Therese Iknoian, a fitness expert, suggests that on cold , wet or humid days, staying home for a walk can be a pretty good idea. He says “After experiencing workouts both indoors and out early in my walking career, I began to wonder about the differences in muscular and cardiovascular use; between linear movement over land and stationary walks on a treadmill. I already knew the indoor ones were more monotonous and left me feeling like a rat in a cage. But when the weather says ‘walk indoors or don't walk,’ you want to know if the indoor workout does the same for your health.”
Long story, short: Yes. Whether inside or out, walking for X amount of time, at X intensity, using identical technique, will use the same amount of calories and give you an equivalent aerobic workout.”

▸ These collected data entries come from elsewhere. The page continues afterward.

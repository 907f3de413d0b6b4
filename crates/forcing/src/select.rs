//! Selecting and renaming the variables of a product.

use forcing_common::GriddedDataset;
use tracing::debug;

use crate::error::{ForcingError, Result};
use crate::variables::VariableSpec;

/// Keep only the data variables named in `specs`, renamed to their targets.
///
/// Coordinates, dimensions, global attributes and the time axis are carried
/// over unchanged. If any source variable is absent nothing is returned and
/// the error lists every missing name.
pub fn select_variables(ds: &GriddedDataset, specs: &[VariableSpec]) -> Result<GriddedDataset> {
    let missing: Vec<String> = specs
        .iter()
        .filter(|spec| !ds.data_vars.contains_key(spec.source))
        .map(|spec| spec.source.to_string())
        .collect();
    if !missing.is_empty() {
        return Err(ForcingError::MissingVariable { names: missing });
    }

    let mut out = GriddedDataset {
        dimensions: ds.dimensions.clone(),
        coords: ds.coords.clone(),
        attributes: ds.attributes.clone(),
        time: ds.time.clone(),
        ..GriddedDataset::default()
    };

    for spec in specs {
        let var = &ds.data_vars[spec.source];
        debug!(source = spec.source, target = spec.target, "Selecting variable");
        out.add_data_var(spec.target, var.clone())?;
    }

    Ok(out)
}
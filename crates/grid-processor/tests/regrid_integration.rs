//! Integration tests: regridding synthetic fields between curvilinear grids.

use grid_processor::{
    LatLonGrid, MemoryWeightStore, NetcdfWeightStore, RegridConfig, RegridMode, Regridder,
    WeightStore,
};
use netcdf_parser::{load_target_grid, open_dataset, GEO_EM_LAT, GEO_EM_LON};
use test_utils::{
    assert_approx_eq, linear_field, source_value, write_geo_em, write_source_file,
    CurvilinearGrid, SourceFixture,
};

fn to_grid(g: &CurvilinearGrid, y_dim: &str, x_dim: &str) -> LatLonGrid {
    LatLonGrid::new(g.ny, g.nx, g.lat.clone(), g.lon.clone(), y_dim, x_dim).unwrap()
}

/// Rotated-looking source covering the target comfortably.
fn source_grid() -> CurvilinearGrid {
    CurvilinearGrid::skewed(12, 14, 39.0, -106.0, 0.5, 0.5, 0.05)
}

/// Regular target strictly inside the source grid.
fn target_grid() -> CurvilinearGrid {
    CurvilinearGrid::regular(6, 8, 41.0, -104.0, 0.3, 0.3)
}

#[test]
fn test_identity_regrid_reproduces_source() {
    let grid = source_grid();
    let mut store = MemoryWeightStore::new();
    let regridder = Regridder::new(
        to_grid(&grid, "rlat", "rlon"),
        to_grid(&grid, "south_north", "west_east"),
        RegridMode::Recompute,
        &mut store,
    )
    .unwrap();

    // Any field, not only linear ones, must come back unchanged.
    let field = grid.field(|la, lo| (la * 0.7).sin() * 30.0 + (lo * 1.3).cos() * 5.0);
    let mut out = vec![0.0; grid.size()];
    regridder.mapping().apply(&field, &mut out).unwrap();

    assert_eq!(regridder.mapping().unmapped_count(), 0);
    for (a, b) in out.iter().zip(&field) {
        assert_approx_eq!(*a, *b, 1e-6);
    }
}

#[test]
fn test_linear_field_is_exact_between_grids() {
    let source = source_grid();
    let target = target_grid();
    let mut store = MemoryWeightStore::new();
    let regridder = Regridder::new(
        to_grid(&source, "rlat", "rlon"),
        to_grid(&target, "south_north", "west_east"),
        RegridMode::Recompute,
        &mut store,
    )
    .unwrap();

    let mut out = vec![0.0; target.size()];
    regridder
        .mapping()
        .apply(&source.linear_field(0.0), &mut out)
        .unwrap();

    for ((&la, &lo), v) in target.lat.iter().zip(&target.lon).zip(&out) {
        assert_approx_eq!(*v, linear_field(la, lo), 1e-8);
    }
}

#[test]
fn test_netcdf_store_reuse_and_stale_detection() {
    let dir = tempfile::tempdir().unwrap();
    let source = to_grid(&source_grid(), "rlat", "rlon");
    let target = to_grid(&target_grid(), "south_north", "west_east");

    let mut store = NetcdfWeightStore::new(dir.path());
    let built = Regridder::new(source.clone(), target.clone(), RegridMode::Reuse, &mut store)
        .unwrap();
    assert!(!built.reused_weights());
    assert!(dir.path().join("bilinear_12x14_6x8.nc").is_file());

    // A fresh store on the same directory picks the file up.
    let mut reopened = NetcdfWeightStore::new(dir.path());
    let reused = Regridder::new(source.clone(), target.clone(), RegridMode::Reuse, &mut reopened)
        .unwrap();
    assert!(reused.reused_weights());
    assert_eq!(reused.mapping(), built.mapping());

    // Same shapes, different coordinates: the stored file must not be used.
    let shifted = to_grid(
        &CurvilinearGrid::regular(6, 8, 41.1, -104.0, 0.3, 0.3),
        "south_north",
        "west_east",
    );
    let err = Regridder::new(source.clone(), shifted.clone(), RegridMode::Reuse, &mut reopened)
        .unwrap_err();
    assert!(err.is_stale_cache(), "unexpected error: {}", err);

    // Recompute neither reads nor overwrites the stored file.
    let recomputed =
        Regridder::new(source, shifted, RegridMode::Recompute, &mut reopened).unwrap();
    assert!(!recomputed.reused_weights());
    let stored = reopened
        .load(recomputed.mapping().signature())
        .unwrap()
        .unwrap();
    assert_eq!(stored.signature(), built.mapping().signature());
}

#[test]
fn test_regrid_dataset_from_files() {
    let dir = tempfile::tempdir().unwrap();
    let source = source_grid();
    let target = target_grid();

    let source_path = dir.path().join("rdrs.nc");
    write_source_file(
        &source_path,
        &SourceFixture::new(&source, &["RDRS_TT_40m", "RDRS_P0_SFC"], &[0.0, 1.0, 2.0]),
    )
    .unwrap();
    let geo_path = dir.path().join("geo_em.d01.nc");
    write_geo_em(&geo_path, &target).unwrap();

    let ds = open_dataset(&source_path).unwrap();
    let geo = load_target_grid(&geo_path, GEO_EM_LON, GEO_EM_LAT).unwrap();

    let config = RegridConfig::default();
    let mut store = MemoryWeightStore::new();
    let regridder = Regridder::new(
        LatLonGrid::from_dataset(&ds).unwrap(),
        LatLonGrid::from_dataset(&geo).unwrap(),
        config.mode,
        &mut store,
    )
    .unwrap();
    let out = regridder.regrid_dataset(&ds, &config.drop_coords).unwrap();

    assert!(out.coords.is_empty());
    assert!(!out.data_vars.contains_key("rotated_pole"));
    let tt = &out.data_vars["RDRS_TT_40m"];
    assert_eq!(tt.dims, vec!["time", "south_north", "west_east"]);
    assert_eq!(tt.shape, vec![3, 6, 8]);

    // Source values were stored as f32, so allow for that rounding.
    let slice = target.size();
    for (k, (&la, &lo)) in target.lat.iter().zip(&target.lon).enumerate() {
        assert_approx_eq!(tt.data[k], source_value(0, 0.0, la, lo), 1e-3);
        assert_approx_eq!(tt.data[2 * slice + k], source_value(0, 2.0, la, lo), 1e-3);
    }
    let p0 = &out.data_vars["RDRS_P0_SFC"];
    assert_approx_eq!(p0.data[0], source_value(1, 0.0, target.lat[0], target.lon[0]), 1e-3);
}
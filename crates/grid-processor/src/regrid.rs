//! Applying weight mappings to variables and datasets.

use forcing_common::{GriddedDataset, Variable};
use tracing::{debug, info, warn};

use crate::config::RegridMode;
use crate::error::{GridProcessorError, Result};
use crate::grid::{SourceGrid, TargetGrid};
use crate::store::WeightStore;
use crate::weights::{build_bilinear_weights, GridSignature, WeightMapping};

/// Regrids fields from a source grid onto a target grid.
#[derive(Debug, Clone)]
pub struct Regridder {
    source: SourceGrid,
    target: TargetGrid,
    mapping: WeightMapping,
    reused: bool,
}

impl Regridder {
    /// Create a regridder, building or loading weights according to `mode`.
    ///
    /// In [`RegridMode::Reuse`] a stored mapping is used only if it was built
    /// for exactly these grids; any other stored mapping is an error. When
    /// nothing is stored the weights are built and saved.
    pub fn new(
        source: SourceGrid,
        target: TargetGrid,
        mode: RegridMode,
        store: &mut dyn WeightStore,
    ) -> Result<Self> {
        let request = GridSignature::new(&source, &target);

        let (mapping, reused) = match mode {
            RegridMode::Recompute => (build_bilinear_weights(&source, &target)?, false),
            RegridMode::Reuse => match store.load(&request)? {
                Some(stored) => {
                    if stored.signature() != &request {
                        return Err(GridProcessorError::WeightCacheStale {
                            location: store.location(&request),
                            expected: request.to_string(),
                            found: stored.signature().to_string(),
                        });
                    }
                    (stored, true)
                }
                None => {
                    let built = build_bilinear_weights(&source, &target)?;
                    store.save(&built)?;
                    (built, false)
                }
            },
        };

        info!(
            mode = %mode,
            reused = reused,
            signature = %request,
            "Regridder ready"
        );

        Ok(Self {
            source,
            target,
            mapping,
            reused,
        })
    }

    pub fn mapping(&self) -> &WeightMapping {
        &self.mapping
    }

    /// Whether the weights came from the store.
    pub fn reused_weights(&self) -> bool {
        self.reused
    }

    pub fn source(&self) -> &SourceGrid {
        &self.source
    }

    pub fn target(&self) -> &TargetGrid {
        &self.target
    }

    /// Regrid one variable whose last two dims are the source grid dims.
    ///
    /// Leading dims (typically `time`) are preserved. Attributes are not
    /// carried over.
    pub fn regrid_variable(&self, name: &str, var: &Variable) -> Result<Variable> {
        let rank = var.rank();
        let trailing_ok = rank >= 2
            && var.dims[rank - 2] == self.source.y_dim
            && var.dims[rank - 1] == self.source.x_dim
            && var.shape[rank - 2] == self.source.ny
            && var.shape[rank - 1] == self.source.nx;
        if !trailing_ok {
            return Err(GridProcessorError::shape_mismatch(format!(
                "variable '{}' has dims {:?}{:?}, expected trailing ({}, {}) of {}x{}",
                name,
                var.dims,
                var.shape,
                self.source.y_dim,
                self.source.x_dim,
                self.source.ny,
                self.source.nx
            )));
        }

        let n_src = self.source.size();
        let n_dst = self.target.size();
        let slices = var.len() / n_src.max(1);

        let mut data = vec![0.0f64; slices * n_dst];
        for (src, dst) in var.data.chunks(n_src).zip(data.chunks_mut(n_dst)) {
            self.mapping.apply(src, dst)?;
        }

        let mut dims = var.dims[..rank - 2].to_vec();
        dims.push(self.target.y_dim.clone());
        dims.push(self.target.x_dim.clone());
        let mut shape = var.shape[..rank - 2].to_vec();
        shape.push(self.target.ny);
        shape.push(self.target.nx);

        Ok(Variable::new(dims, shape, data)?)
    }

    /// Regrid every data variable on the source grid.
    ///
    /// Source spatial coordinates (`drop_coords` plus anything on the source
    /// grid dims) are dropped, the time axis is kept, and global and variable
    /// attributes are cleared. Data variables that do not span the source
    /// grid are dropped.
    pub fn regrid_dataset(
        &self,
        ds: &GriddedDataset,
        drop_coords: &[String],
    ) -> Result<GriddedDataset> {
        let mut out = GriddedDataset::new();

        for (name, coord) in &ds.coords {
            let spatial = drop_coords.contains(name)
                || coord.has_dim(&self.source.y_dim)
                || coord.has_dim(&self.source.x_dim);
            if !spatial {
                let mut coord = coord.clone();
                coord.attributes.clear();
                out.add_coord(name, coord)?;
            }
        }

        for (name, var) in &ds.data_vars {
            if !var.has_dim(&self.source.y_dim) || !var.has_dim(&self.source.x_dim) {
                debug!(variable = %name, dims = ?var.dims, "Dropping variable without grid dims");
                continue;
            }
            let regridded = self.regrid_variable(name, var)?;
            out.add_data_var(name, regridded)?;
        }

        if out.data_vars.is_empty() {
            warn!("No data variables on the source grid were regridded");
        }

        if let Some(axis) = &ds.time {
            out.set_time(axis.clone())?;
        }
        out.validate()?;

        Ok(out)
    }
}

#[cfg(test)]
mod tests {
    use super::*;
    use crate::grid::LatLonGrid;
    use crate::store::MemoryWeightStore;
    use forcing_common::TimeAxis;

    fn regular(ny: usize, nx: usize, step: f64, y_dim: &str, x_dim: &str) -> LatLonGrid {
        let mut lat = Vec::new();
        let mut lon = Vec::new();
        for j in 0..ny {
            for i in 0..nx {
                lat.push(j as f64 * step);
                lon.push(i as f64 * step);
            }
        }
        LatLonGrid::new(ny, nx, lat, lon, y_dim, x_dim).unwrap()
    }

    fn regridder(mode: RegridMode, store: &mut dyn WeightStore) -> Regridder {
        Regridder::new(
            regular(3, 3, 1.0, "rlat", "rlon"),
            regular(2, 2, 0.5, "south_north", "west_east"),
            mode,
            store,
        )
        .unwrap()
    }

    #[test]
    fn test_regrid_variable_keeps_leading_dims() {
        let mut store = MemoryWeightStore::new();
        let r = regridder(RegridMode::Recompute, &mut store);
        assert!(store.is_empty());

        // value = lon + 10 * lat, two time steps offset by 100
        let mut data = Vec::new();
        for t in 0..2 {
            for j in 0..3 {
                for i in 0..3 {
                    data.push(i as f64 + 10.0 * j as f64 + 100.0 * t as f64);
                }
            }
        }
        let var = Variable::new(
            vec!["time".into(), "rlat".into(), "rlon".into()],
            vec![2, 3, 3],
            data,
        )
        .unwrap()
        .with_attribute("units", "K");

        let out = r.regrid_variable("T", &var).unwrap();
        assert_eq!(out.dims, vec!["time", "south_north", "west_east"]);
        assert_eq!(out.shape, vec![2, 2, 2]);
        assert!(out.attributes.is_empty());
        // target (lat 0.5, lon 0.5) -> 0.5 + 5
        assert!((out.data[3] - 5.5).abs() < 1e-9);
        assert!((out.data[4] - 100.0).abs() < 1e-9);
    }

    #[test]
    fn test_regrid_variable_rejects_wrong_dims() {
        let mut store = MemoryWeightStore::new();
        let r = regridder(RegridMode::Recompute, &mut store);

        let var = Variable::new(vec!["y".into(), "x".into()], vec![3, 3], vec![0.0; 9]).unwrap();
        assert!(r.regrid_variable("bad", &var).unwrap_err().is_shape_mismatch());
    }

    #[test]
    fn test_reuse_builds_then_reuses() {
        let mut store = MemoryWeightStore::new();
        let first = regridder(RegridMode::Reuse, &mut store);
        assert!(!first.reused_weights());
        assert_eq!(store.len(), 1);

        let second = regridder(RegridMode::Reuse, &mut store);
        assert!(second.reused_weights());
        assert_eq!(second.mapping(), first.mapping());
    }

    #[test]
    fn test_reuse_rejects_stale_weights() {
        let mut store = MemoryWeightStore::new();
        regridder(RegridMode::Reuse, &mut store);

        // Same shapes, shifted coordinates.
        let mut moved = regular(2, 2, 0.5, "south_north", "west_east");
        moved.lon.iter_mut().for_each(|v| *v += 0.25);
        let err = Regridder::new(
            regular(3, 3, 1.0, "rlat", "rlon"),
            moved,
            RegridMode::Reuse,
            &mut store,
        )
        .unwrap_err();
        assert!(err.is_stale_cache());
    }

    #[test]
    fn test_regrid_dataset_drops_source_coords() {
        let mut store = MemoryWeightStore::new();
        let r = regridder(RegridMode::Recompute, &mut store);

        let mut ds = GriddedDataset::new();
        ds.attributes.insert("title".into(), "RDRS".into());
        ds.add_coord("rlat", Variable::from_vec("rlat", vec![0.0, 1.0, 2.0])).unwrap();
        ds.add_coord("rlon", Variable::from_vec("rlon", vec![0.0, 1.0, 2.0])).unwrap();
        ds.add_data_var(
            "PR",
            Variable::new(
                vec!["time".into(), "rlat".into(), "rlon".into()],
                vec![1, 3, 3],
                vec![1.0; 9],
            )
            .unwrap(),
        )
        .unwrap();
        ds.add_data_var("rotated_pole", Variable::new(vec![], vec![], vec![0.0]).unwrap())
            .unwrap();
        ds.set_time(TimeAxis::decode(vec![0.0], "hours since 2011-01-01", None).unwrap())
            .unwrap();

        let drop: Vec<String> = vec!["lat".into(), "lon".into()];
        let out = r.regrid_dataset(&ds, &drop).unwrap();

        assert!(out.coords.is_empty());
        assert!(out.attributes.is_empty());
        assert_eq!(out.data_vars.keys().collect::<Vec<_>>(), vec!["PR"]);
        assert_eq!(out.dimension("south_north"), Some(2));
        assert_eq!(out.time_len(), 1);
        assert!(out.dimension("rlat").is_none());
    }
}
//! Writing [`GriddedDataset`]s to NetCDF.

use std::path::Path;

use forcing_common::{Attributes, GriddedDataset, Variable, TIME_DIM};
use tracing::debug;

use crate::error::{NetCdfError, NetCdfResult};
use crate::native::silence_hdf5_errors;

/// Fill value for data variables written as `f32`.
pub const FILL_VALUE_F32: f32 = f32::NAN;

/// Write a dataset to `path`, replacing any existing file.
///
/// Coordinates are stored as `f64`, data variables as `f32` with a NaN
/// `_FillValue`. The time axis is written back with its raw values, `units`
/// and `calendar`.
pub fn write_dataset<P: AsRef<Path>>(dataset: &GriddedDataset, path: P) -> NetCdfResult<()> {
    let path = path.as_ref();
    silence_hdf5_errors();
    dataset.validate()?;

    let mut file = netcdf::create(path)
        .map_err(|e| NetCdfError::file_access(path, format!("cannot create: {}", e)))?;

    for dim in &dataset.dimensions {
        file.add_dimension(&dim.name, dim.len)?;
    }

    for (name, value) in &dataset.attributes {
        file.add_attribute(name, value.as_str())?;
    }

    if let Some(axis) = &dataset.time {
        let mut time_var = file.add_variable::<f64>(TIME_DIM, &[TIME_DIM])?;
        time_var.put_attribute("standard_name", "time")?;
        time_var.put_attribute("units", axis.units())?;
        if let Some(calendar) = axis.calendar() {
            time_var.put_attribute("calendar", calendar)?;
        }
        time_var.put_values(axis.values(), ..)?;
    }

    for (name, var) in &dataset.coords {
        let dims = dim_names(var);
        let mut nc_var = file.add_variable::<f64>(name, &dims)?;
        put_attributes(&mut nc_var, &var.attributes)?;
        nc_var.put_values(&var.data, ..)?;
    }

    for (name, var) in &dataset.data_vars {
        let dims = dim_names(var);
        let mut nc_var = file.add_variable::<f32>(name, &dims)?;
        nc_var.put_attribute("_FillValue", FILL_VALUE_F32)?;
        put_attributes(&mut nc_var, &var.attributes)?;

        let data: Vec<f32> = var.data.iter().map(|&v| v as f32).collect();
        nc_var.put_values(&data, ..)?;
    }

    debug!(
        path = %path.display(),
        data_vars = dataset.data_vars.len(),
        timesteps = dataset.time_len(),
        "Wrote NetCDF dataset"
    );

    Ok(())
}

fn dim_names(var: &Variable) -> Vec<&str> {
    var.dims.iter().map(String::as_str).collect()
}

fn put_attributes(nc_var: &mut netcdf::VariableMut, attributes: &Attributes) -> NetCdfResult<()> {
    for (key, value) in attributes {
        if key == "_FillValue" {
            continue;
        }
        nc_var.put_attribute(key, value.as_str())?;
    }
    Ok(())
}
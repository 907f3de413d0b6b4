//! Unit conversion of selected variables.

use forcing_common::GriddedDataset;
use tracing::debug;

use crate::variables::{find_target, VariableSpec};

/// Convert every data variable listed in `specs` in place.
///
/// Variables are matched by their output (target) name, so this runs after
/// [`select_variables`](crate::select_variables). Variables not in the table
/// are left untouched. Applying the conversion twice converts twice.
///
/// Returns the number of variables whose values changed.
pub fn convert_units(ds: &mut GriddedDataset, specs: &[VariableSpec]) -> usize {
    let mut converted = 0;
    for (name, var) in ds.data_vars.iter_mut() {
        let Some(spec) = find_target(specs, name) else {
            continue;
        };
        if spec.is_identity() {
            continue;
        }
        var.map_in_place(|v| spec.apply(v));
        converted += 1;
        debug!(
            variable = %name,
            scale = spec.scale,
            offset = spec.offset,
            "Converted units"
        );
    }
    converted
}
//! Common types shared across the forcing regridder crates.
//!
//! A [`GriddedDataset`] is the in-memory form of one (or several
//! concatenated) NetCDF files: named dimensions, coordinate and data
//! variables stored as flat row-major `f64` buffers, free-form string
//! attributes and an optional decoded [`TimeAxis`].

pub mod dataset;
pub mod error;
pub mod spatial;
pub mod time;

pub use dataset::{Attributes, Dimension, GriddedDataset, Variable};
pub use error::{DatasetError, DatasetResult};
pub use spatial::SpatialMetadata;
pub use time::{format_timestamp, TimeAxis, TimeEncoding, TimeParseError, TimeUnit, TIME_DIM};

According to him, following along with the belt rotating underneath at a low level is equal to doing “tiny little jumps up and down as you walk instead of just pushing off from behind. The belt will also force your forefoot to slap down quicker and perhaps harder than usual, which could cause additional shin aches. You might also discover other tiny aches in muscles that take you by surprise because of a slightly different manner of moving. Still, better to do something than nothing.”
Therese Iknoian suggests “walking at X intensity." When doing treadmill workouts, you don't have to overcome wind and air resistance to advance your body forward. To mimic this resistance and get a quality work out, you should choose a slightly faster speed indoors to match the same outdoor intensity, or you can adjust the incline higher. This specific rule also applies to those moving at a brisk walk (less than a 12-minute mile). Therese Iknoian reminds that “the faster you go, the more you'd have to increase the speed (up to .3 more) for an equivalent pace, but the 1-percent rule holds true.” You should also check your heart rate for the best level of intensity. Checking the heart rate is the surest method of making sure you are attaining the correct level of workout.
Often, people who do treadmill workouts are tempted to speed up or increase the incline beyond what they can manage, an action causing them to hold on to the front bar or side handles in order to be able to keep up with the rotating belt. This technique will undermine your workout. When supporting your body during your treadmill workouts, you're exercising less personal energy to advance forward, therefore using less muscle and burning fewer calories. Therefore, try to keep speed and incline under control. Don’t forget to stand tall and move your arms just as you'd do outside. Your shoulders should be relaxed and your sight set straight forward. You should not neglect to take advantage of the exact control over speed and incline.